Laurent René Rio

Les revenus d'un site Web


Deux ans se sont écoulés depuis la rédaction du premier article dédié au sujet des revenus du Web. A une petite exception près, la tendance au nivellement des revenus du Web sur ceux des pays du tiers-monde s'est empirée. Un site qui nécessitait, il y a 2 ans, entre 1 et 2 millions de visiteurs mensuels pour financer un malheureux SMIC en requiert désormais plus de 3 millions. Et, crise économique oblige, cette tendance devrait encore s'empirer.

Les sponsors du Web

La seule bonne nouvelle de l'année écoulée provient du premier annonceur du Web. elgooG a nettement amélioré ses performances pour atteindre un niveau que l'on peut qualifier d'acceptable. Le taux de clic (CTR) sur ses annonces demeure inchangé à 1,5% des visiteurs. Mais les revenus résultants ont doublé pour s'établir à 0,0028 euros par visiteur. Tous les domaines observés pour cet annonceur se sont simultannément redressés à partir d'août 2008.

Malheureusement les revenus générés par les autres sponsors ont été divisés par 3 dans le même temps. Parmi les plus mauvais, on trouve les plus connus: La remarque suivante tirée du forum de l'un d'entre eux illustre parfaitement le mépris des sponsors à l'encontre de leurs affiliés qui sont pourtant, et cela mérite de s'y arrêter, leurs apporteurs d'affaires principaux et par conséquent leurs meilleurs clients.

Post N° 247.14 de l'animateur du forum qui répond à la remarque qu'un taux de transformation de 0,3% sur du trafic préqualifié (ayant cliqué sur une icône "Envoyer au panier") est un dysfonctionnement auquel il faut remédier.

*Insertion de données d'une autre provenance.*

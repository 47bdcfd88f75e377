use flapnet_engine::{Sensors, SimulationConfig};
use serde::{Deserialize, Serialize};

/// Error returned by [`TrainingConfig::validate`].
#[derive(Debug, Clone, PartialEq, Eq, derive_more::Display, derive_more::Error)]
pub enum TrainingConfigError {
    #[display("population size must be at least 1")]
    EmptyPopulation,
    #[display("at least one generation is required")]
    NoGenerations,
    #[display("worker pool size must be at least 1")]
    NoWorkers,
    #[display("step budget must be at least 1")]
    NoSteps,
    #[display("topology {topology:?} must start with {inputs} inputs and end with 1 output")]
    Topology {
        topology: Vec<usize>,
        inputs: usize,
    },
}

/// Hyperparameters of a training run.
///
/// The defaults are the values the trainer was tuned with.
#[derive(Debug, Clone, PartialEq, Serialize, Deserialize)]
#[serde(default)]
pub struct TrainingConfig {
    /// Number of candidates per generation.
    pub population_size: usize,
    /// Maximum number of generations.
    pub generations: usize,
    /// Layer sizes of every candidate network.
    pub topology: Vec<usize>,
    /// Mutation rate coefficient of the squared best-gene streak.
    pub base_mutation: f64,
    /// Mutation rate coefficient of the squared best-score streak.
    pub score_mutation: f64,
    /// Number of evaluations running at the same time.
    pub concurrency: usize,
    /// Steps after which an evaluation is stopped even if its actor is alive.
    pub max_steps: u64,
    /// Training stops after the generation in which a candidate exceeds this fitness.
    pub success_threshold: f64,
    /// Seed of the breeding generator; random when absent.
    pub seed: Option<u64>,
    /// World parameters used for every evaluation.
    pub simulation: SimulationConfig,
}

impl Default for TrainingConfig {
    fn default() -> Self {
        Self {
            population_size: 10_000,
            generations: 100,
            topology: vec![Sensors::LEN, 32, 32, 8, 1],
            base_mutation: 2.0,
            score_mutation: 1.0,
            concurrency: 20,
            max_steps: 3_000_000,
            success_threshold: 50_000.0,
            seed: None,
            simulation: SimulationConfig::default(),
        }
    }
}

impl TrainingConfig {
    /// Checks the settings the trainer cannot run without.
    pub fn validate(&self) -> Result<(), TrainingConfigError> {
        if self.population_size == 0 {
            return Err(TrainingConfigError::EmptyPopulation);
        }
        if self.generations == 0 {
            return Err(TrainingConfigError::NoGenerations);
        }
        if self.concurrency == 0 {
            return Err(TrainingConfigError::NoWorkers);
        }
        if self.max_steps == 0 {
            return Err(TrainingConfigError::NoSteps);
        }
        let valid_topology = self.topology.len() >= 2
            && self.topology.first() == Some(&Sensors::LEN)
            && self.topology.last() == Some(&1)
            && !self.topology.contains(&0);
        if !valid_topology {
            return Err(TrainingConfigError::Topology {
                topology: self.topology.clone(),
                inputs: Sensors::LEN,
            });
        }
        Ok(())
    }
}

#[cfg(test)]
mod tests {
    use super::*;

    #[test]
    fn test_default_is_valid() {
        assert_eq!(TrainingConfig::default().validate(), Ok(()));
    }

    #[test]
    fn test_rejects_degenerate_settings() {
        let base = TrainingConfig::default();
        let cases = [
            (
                TrainingConfig {
                    population_size: 0,
                    ..base.clone()
                },
                TrainingConfigError::EmptyPopulation,
            ),
            (
                TrainingConfig {
                    generations: 0,
                    ..base.clone()
                },
                TrainingConfigError::NoGenerations,
            ),
            (
                TrainingConfig {
                    concurrency: 0,
                    ..base.clone()
                },
                TrainingConfigError::NoWorkers,
            ),
            (
                TrainingConfig {
                    max_steps: 0,
                    ..base.clone()
                },
                TrainingConfigError::NoSteps,
            ),
        ];
        for (config, expected) in cases {
            assert_eq!(config.validate(), Err(expected));
        }
    }

    #[test]
    fn test_rejects_bad_topologies() {
        for topology in [vec![6], vec![5, 1], vec![6, 2], vec![6, 0, 1]] {
            let config = TrainingConfig {
                topology: topology.clone(),
                ..TrainingConfig::default()
            };
            assert!(
                matches!(config.validate(), Err(TrainingConfigError::Topology { .. })),
                "{topology:?}"
            );
        }
        let config = TrainingConfig {
            topology: vec![6, 1],
            ..TrainingConfig::default()
        };
        assert_eq!(config.validate(), Ok(()));
    }
}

Le système capitaliste tu connais? On fait bosser les autres en les payant peu et on empoche la plus grande marge. C'est clair que si ton visiteur coûte plus cher à Nozama en passant par ton site qu'en faisant une belle pub via gogol et cie à 15 cts le clic, quel est l'intérêt pour Nozama ?

Bien entendu, les arguments de cet animateur de forum sont fallacieux. Le taux de transformation en question ne concerne que les internautes qui ont manifesté leur intérêt pour le produit sur le site affilié en cliquant sur une icône "Envoyer au panier". L'affilié est donc en droit d'attendre un taux de transformation très nettement supérieur à 25% au lieu des 0,3% déclarés par son sponsor. Par ailleurs, Nozama n'a pas vocation à détourner le trafic des sites thématiques et ne saurait s'attirer le traffic de ses affiliés par le seul biais d'une "belle pub sur gogol".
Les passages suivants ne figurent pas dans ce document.